Under the terms of the waiver, the federal government will pay the full cost of the private option through 2016, as long as the state's per-enrollee spending for the three years is below the cap that will be calculated using the monthly per enrollee targets.

In 2016, the monthly target rises to $523.58. If the state's costs are above the cap, it will owe the difference to the federal government.

Arkansas created the private option as a primary way to extend Medicaid coverage to adults with incomes up to 138 percent of the poverty level: $16,105 for an individual, for instance, or $32,913 for a family of four.

Most of those made eligible by the expansion receive the coverage through insurance plans sold on Arkansas' insurance exchange, with the Medicaid program paying the premium and providing additional subsidies, known as cost-sharing reduction payments, to reduce or eliminate enrollees' out-of-pocket spending for medical care.

Those who are determined to have exceptional health needs -- about 10 percent of those made eligible by the expansion -- are covered under the traditional, fee-for-service Medicaid program.

This month's average premium payment to the carriers was $347.84, a drop of $1.19 compared with the average premium payment for November.

The average cost-sharing reduction payment fell by 31 cents, to $132.42.

The figures released Thursday also show the per-enrollee cost of nonemergency medical transportation and wraparound benefits fell to $5.31 in November, compared with $5.63 in October.

The cost of providing the wraparound benefits for December hasn't been determined.

The cost figures released by the Human Services Department were slightly revised from those released last month.

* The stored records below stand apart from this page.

use crate::common::*;

use crate::dto::{notification_payload::*, webhook_response::*};
use crate::errors::report_error::*;
use crate::model::notification::attachment::*;
use crate::traits::repository_traits::webhook_repository::*;
use crate::traits::service_traits::notification_service::*;
use crate::utils_modules::multipart_encoder::*;

#[derive(Debug, Getters, new)]
#[getset(get = "pub")]
pub struct NotificationServiceImpl<R: WebhookRepository> {
    webhook_repository: R,
}

impl<R: WebhookRepository> NotificationServiceImpl<R> {
    #[doc = r#"
        `payload_json` 파트 1개 + 첨부파일마다 `files[i]` 파트 1개를 순서대로 만든다.
        `files[i]` 의 i 는 payload 의 `attachments[i].id` 와 같은 값이다.
    "#]
    fn build_form_parts<'a>(
        payload_json: &'a str,
        attachments: &'a [Attachment],
    ) -> Vec<FormPart<'a>> {
        let mut parts: Vec<FormPart<'a>> = Vec::with_capacity(attachments.len() + 1);
        parts.push(FormPart::text("payload_json", payload_json));

        for (idx, attachment) in attachments.iter().enumerate() {
            parts.push(FormPart::file(
                format!("files[{}]", idx),
                attachment.filename(),
                attachment.mime_type(),
                attachment.content(),
            ));
        }

        parts
    }
}

#[async_trait]
impl<R: WebhookRepository> NotificationService for NotificationServiceImpl<R> {
    #[doc = r#"
        첨부파일들을 순서대로 읽어들인다. 하나라도 실패하면 즉시 중단한다.

        # Arguments
        * `paths` - 첨부할 파일 경로 목록

        # Returns
        * `Result<Vec<Attachment>, ReportError>` - 파일이 없거나 읽을 수 없으면 `AttachmentReadError`
    "#]
    async fn load_attachments(&self, paths: &[PathBuf]) -> Result<Vec<Attachment>, ReportError> {
        let mut attachments: Vec<Attachment> = Vec::with_capacity(paths.len());

        for path in paths {
            let attachment: Attachment = Attachment::load(path).await.map_err(|e| {
                error!("[NotificationServiceImpl->load_attachments] {}", e);
                e
            })?;

            info!(
                "Attachment loaded: {} ({}, {} bytes)",
                attachment.filename(),
                attachment.mime_type(),
                attachment.content().len()
            );
            attachments.push(attachment);
        }

        Ok(attachments)
    }

    #[doc = r#"
        caption 과 첨부파일을 multipart/form-data 요청 하나로 만들어 웹훅으로 전송한다.

        # Arguments
        * `webhook_url` - 전송 대상 웹훅 URL
        * `caption` - 메시지 본문 (`payload_json.content`)
        * `attachments` - 전송할 첨부파일, 순서가 곧 `files[i]` 의 i

        # Returns
        * `Result<WebhookResponse, ReportError>` - 응답 상태/본문 그대로. 2xx 가 아니어도 오류가 아니다.
    "#]
    async fn send(
        &self,
        webhook_url: &str,
        caption: &str,
        attachments: &[Attachment],
    ) -> Result<WebhookResponse, ReportError> {
        let payload: NotificationPayload = NotificationPayload::from_attachments(caption, attachments);
        let payload_json: String = payload.to_json()?;

        let body: MultipartBody = {
            let parts: Vec<FormPart<'_>> = Self::build_form_parts(&payload_json, attachments);
            encode_multipart(&parts)?
        };

        let response: WebhookResponse = self
            .webhook_repository
            .post_multipart(webhook_url, body)
            .await
            .map_err(|e| {
                error!("[NotificationServiceImpl->send] {}", e);
                e
            })?;

        info!(
            "[NotificationServiceImpl->send] webhook answered {} {}",
            response.status(),
            response.reason()
        );

        Ok(response)
    }
}

#[cfg(test)]
mod tests {
    use super::*;

    use std::sync::Mutex;

    /* Records every call instead of touching the network. */
    struct RecordingRepository {
        response: WebhookResponse,
        calls: Mutex<Vec<(String, String, Vec<u8>)>>,
    }

    impl RecordingRepository {
        fn replying(status: u16, reason: &str, body: &str) -> Self {
            RecordingRepository {
                response: WebhookResponse::new(status, reason.to_string(), body.to_string()),
                calls: Mutex::new(Vec::new()),
            }
        }
    }

    #[async_trait]
    impl WebhookRepository for RecordingRepository {
        async fn post_multipart(
            &self,
            webhook_url: &str,
            body: MultipartBody,
        ) -> Result<WebhookResponse, ReportError> {
            let content_type: String = body.content_type();
            self.calls.lock().unwrap().push((
                webhook_url.to_string(),
                content_type,
                body.into_bytes(),
            ));
            Ok(self.response.clone())
        }
    }

    fn attachment(filename: &str, content: &[u8]) -> Attachment {
        Attachment::new(
            filename.to_string(),
            crate::utils_modules::io_utils::detect_mime_type(filename).to_string(),
            content.to_vec(),
        )
    }

    #[tokio::test]
    async fn test_body_carries_payload_and_every_attachment() {
        let service = NotificationServiceImpl::new(RecordingRepository::replying(200, "OK", "{}"));
        let attachments: Vec<Attachment> = vec![
            attachment("netother.png", b"\x89PNG\r\n\x1a\nbody"),
            attachment("raw.dat", b"\r\n--\r\n"),
        ];

        service
            .send("https://example.com/hook", "📊 caption", &attachments)
            .await
            .unwrap();

        let calls = service.webhook_repository().calls.lock().unwrap();
        assert_eq!(calls.len(), 1);

        let (url, content_type, body) = &calls[0];
        assert_eq!(url, "https://example.com/hook");

        let boundary: &str = content_type
            .strip_prefix("multipart/form-data; boundary=")
            .unwrap();
        let parts = parse_multipart(body, boundary);

        assert_eq!(parts.len(), 1 + attachments.len());
        assert!(parts[0].headers.contains("name=\"payload_json\""));

        let payload: NotificationPayload = serde_json::from_slice(&parts[0].content).unwrap();
        assert_eq!(payload.content(), "📊 caption");
        assert_eq!(payload.attachments().len(), attachments.len());

        for (idx, attachment) in attachments.iter().enumerate() {
            let descriptor: &AttachmentDescriptor = &payload.attachments()[idx];
            assert_eq!(*descriptor.id(), idx);
            assert_eq!(descriptor.filename(), attachment.filename());

            let part = &parts[idx + 1];
            assert!(part.headers.contains(&format!(
                "name=\"files[{}]\"; filename=\"{}\"",
                idx,
                attachment.filename()
            )));
            assert!(part
                .headers
                .contains(&format!("Content-Type: {}", attachment.mime_type())));
            assert_eq!(&part.content, attachment.content());
        }
    }

    #[tokio::test]
    async fn test_missing_attachment_aborts_before_network() {
        let dir = tempfile::tempdir().unwrap();
        let service = NotificationServiceImpl::new(RecordingRepository::replying(200, "OK", "{}"));

        let err: ReportError = service
            .send_files(
                "https://example.com/hook",
                "caption",
                &[dir.path().join("netother.png")],
            )
            .await
            .unwrap_err();

        assert!(matches!(err, ReportError::AttachmentReadError { .. }));
        assert!(service.webhook_repository().calls.lock().unwrap().is_empty());
    }

    #[tokio::test]
    async fn test_send_files_returns_response_verbatim() {
        let dir = tempfile::tempdir().unwrap();
        let path: PathBuf = dir.path().join("netother.png");
        std::fs::write(&path, b"\x89PNG").unwrap();

        let service = NotificationServiceImpl::new(RecordingRepository::replying(
            200,
            "OK",
            "{\"id\":\"123\"}",
        ));

        let response: WebhookResponse = service
            .send_files("https://example.com/hook", "caption", &[path])
            .await
            .unwrap();

        assert_eq!(*response.status(), 200);
        assert_eq!(response.body(), "{\"id\":\"123\"}");
    }

    #[tokio::test]
    async fn test_rejection_is_surfaced_once() {
        let dir = tempfile::tempdir().unwrap();
        let path: PathBuf = dir.path().join("netother.png");
        std::fs::write(&path, b"\x89PNG").unwrap();

        let service = NotificationServiceImpl::new(RecordingRepository::replying(
            413,
            "Payload Too Large",
            "request entity too large",
        ));

        let response: WebhookResponse = service
            .send_files("https://example.com/hook", "caption", &[path])
            .await
            .unwrap();

        assert_eq!(*response.status(), 413);
        assert!(!response.is_success());
        assert_eq!(service.webhook_repository().calls.lock().unwrap().len(), 1);
    }
}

Special language passed by the state Legislature this year to reauthorize the private option requires the Human Services Department to limit nonemergency transportation by private-option enrollees and to establish a program allowing them to create "independence accounts" by Feb. 1.

At Thursday's meeting of the public health committees, state Surgeon General Joe Thompson said officials hope to receive approval from the Centers for Medicare and Medicaid Services for the independence account program within the next few weeks.

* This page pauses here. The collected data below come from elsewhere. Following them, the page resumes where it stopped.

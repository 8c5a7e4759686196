pub mod metric_series;
pub mod render_directive;
pub mod time_window;
pub mod chart;
pub mod configs;
pub mod notification;
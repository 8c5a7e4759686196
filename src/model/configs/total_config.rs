use crate::common::*;

use crate::model::configs::{chart_config::*, webhook_config::*};

use crate::utils_modules::io_utils::*;

#[derive(Debug, Clone, Deserialize, Serialize, Getters)]
#[getset(get = "pub")]
pub struct TotalConfig {
    pub chart: ChartConfig,
    pub webhook: WebhookConfig,
}

impl TotalConfig {
    #[doc = "Reads the TOML file at `file_path` and validates every section."]
    pub fn load(file_path: &str) -> anyhow::Result<Self> {
        info!("TotalConfig::load() START! ({})", file_path);

        let config: TotalConfig = read_toml_from_file::<TotalConfig>(file_path)?;
        config.validate()?;

        Ok(config)
    }

    pub fn validate(&self) -> anyhow::Result<()> {
        self.chart.validate()?;
        self.webhook.validate()?;
        Ok(())
    }
}
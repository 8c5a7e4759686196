use crate::common::*;

use crate::enums::consolidation_function::*;
use crate::model::chart::metric_series::*;

#[derive(Debug, Clone, Deserialize, Serialize, Getters)]
#[getset(get = "pub")]
pub struct SeriesConfig {
    pub name: String,
    pub field: String,
    #[serde(default)]
    pub consolidation: ConsolidationFunction,
    pub label: String,
    pub color: String,
    /* falls back to chart.metrics_source_path */
    #[serde(default)]
    pub source_path: Option<PathBuf>,
}

impl SeriesConfig {
    #[doc = "rrdtool variable names: 1-255 characters of [A-Za-z0-9_-]"]
    fn is_valid_vname(name: &str) -> bool {
        !name.is_empty()
            && name.len() <= 255
            && name
                .chars()
                .all(|c| c.is_ascii_alphanumeric() || c == '_' || c == '-')
    }

    #[doc = "Color without the optional leading '#', upper-cased."]
    pub fn normalized_color(&self) -> String {
        self.color.trim_start_matches('#').to_uppercase()
    }

    pub fn validate(&self) -> anyhow::Result<()> {
        if !Self::is_valid_vname(&self.name) {
            return Err(anyhow!(
                "[SeriesConfig->validate] series name '{}' must be 1-255 characters of [A-Za-z0-9_-]",
                self.name
            ));
        }

        if self.field.is_empty() || self.field.contains(':') {
            return Err(anyhow!(
                "[SeriesConfig->validate] series '{}' has an invalid field '{}'",
                self.name,
                self.field
            ));
        }

        let color: String = self.normalized_color();
        if color.len() != 6 || !color.chars().all(|c| c.is_ascii_hexdigit()) {
            return Err(anyhow!(
                "[SeriesConfig->validate] series '{}' color '{}' must be RRGGBB",
                self.name,
                self.color
            ));
        }

        Ok(())
    }

    pub fn to_metric_series(&self, default_source: &Path) -> MetricSeries {
        let source_path: PathBuf = self
            .source_path
            .clone()
            .unwrap_or_else(|| default_source.to_path_buf());

        MetricSeries::new(
            self.name.clone(),
            source_path,
            self.field.clone(),
            self.consolidation,
            self.label.clone(),
            self.normalized_color(),
        )
    }
}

The program would encourage enrollees with incomes greater than 50 percent of the poverty level to make monthly payments, ranging from $5 to $25, to help pay the cost of their medical care.

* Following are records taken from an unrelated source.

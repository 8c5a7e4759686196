use crate::common::*;

use crate::errors::report_error::*;
use crate::model::notification::attachment::*;

#[derive(Debug, Clone, PartialEq, Eq, Serialize, Deserialize, Getters, new)]
#[getset(get = "pub")]
pub struct AttachmentDescriptor {
    pub id: usize,
    pub filename: String,
}

#[doc = r#"
    `payload_json` 파트에 들어가는 제어 객체.

    `attachments[i].id` 는 같은 요청의 `files[i]` 파트를 가리키므로
    반드시 전송되는 첨부파일 목록의 위치(0부터)와 같아야 한다.
"#]
#[derive(Debug, Clone, PartialEq, Eq, Serialize, Deserialize, Getters, new)]
#[getset(get = "pub")]
pub struct NotificationPayload {
    pub content: String,
    pub attachments: Vec<AttachmentDescriptor>,
}

impl NotificationPayload {
    pub fn from_attachments(caption: &str, attachments: &[Attachment]) -> Self {
        let descriptors: Vec<AttachmentDescriptor> = attachments
            .iter()
            .enumerate()
            .map(|(id, attachment)| AttachmentDescriptor::new(id, attachment.filename().clone()))
            .collect();

        NotificationPayload::new(caption.to_string(), descriptors)
    }

    pub fn to_json(&self) -> Result<String, ReportError> {
        serde_json::to_string(self).map_err(|e| {
            ReportError::EncodingError(format!("failed to serialize payload_json: {}", e))
        })
    }
}

#[cfg(test)]
mod tests {
    use super::*;

    #[test]
    fn test_ids_follow_attachment_positions() {
        let attachments: Vec<Attachment> = vec![
            Attachment::new("a.png".to_string(), "image/png".to_string(), vec![1]),
            Attachment::new("b.png".to_string(), "image/png".to_string(), vec![2]),
        ];

        let payload: NotificationPayload =
            NotificationPayload::from_attachments("📊 traffic", &attachments);
        let json: Value = serde_json::from_str(&payload.to_json().unwrap()).unwrap();

        assert_eq!(
            json,
            serde_json::json!({
                "content": "📊 traffic",
                "attachments": [
                    { "id": 0, "filename": "a.png" },
                    { "id": 1, "filename": "b.png" }
                ]
            })
        );
    }

    #[test]
    fn test_caption_is_escaped() {
        let payload: NotificationPayload =
            NotificationPayload::new("line1\r\n--boundary \"quoted\"".to_string(), vec![]);
        let json: String = payload.to_json().unwrap();

        assert!(!json.contains('\r'));
        assert!(!json.contains('\n'));

        let parsed: NotificationPayload = serde_json::from_str(&json).unwrap();
        assert_eq!(parsed, payload);
    }
}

The state would provide a match of up to $15 for each enrollees' contribution, with the state match deposited in an account that could be used to pay a premium for a non-Medicaid insurance plan when the enrollee leaves the private option. The balance in the account would be capped at $200.

Enrollees who make a contribution for a given month would not have to pay out of pocket for their medical care for that month. Currently, enrollees with incomes above the poverty level have copayments for some services -- $8 for a doctor's office visit, for instance.

Thompson said the program is expected to start in January for enrollees with incomes above the poverty level, with the first payments by enrollees due in February.

Enrollees with incomes below the poverty level would begin making payments in June, he said. In the meantime, Little Rock-based Datapath, which is administering the program, will begin a campaign to educate enrollees about it.

The program's administrative costs will total about $15 million a year, with half of that amount coming from state funds and the rest coming from the federal government, Thompson said.

Also on Thursday, the public health committees reviewed the Human Services Department's plan to offer additional benefits to children covered under the ARKids First B health insurance program and add it to the state's Children's Health Insurance Program plan effective June 1.

The additional services -- inpatient psychiatric care, orthodontics and occupational, physical and speech therapy -- will cost the state about $2 million through Oct. 1, when the federal government will begin paying the full cost of the program, state Medicaid Director Dawn Stehle said.

The waiver authorizing ARKids B had been set to expire Dec. 31, but the Centers for Medicare and Medicaid Services granted a five-month extension after members of the public health committee complained in November that they hadn't been told about the change earlier.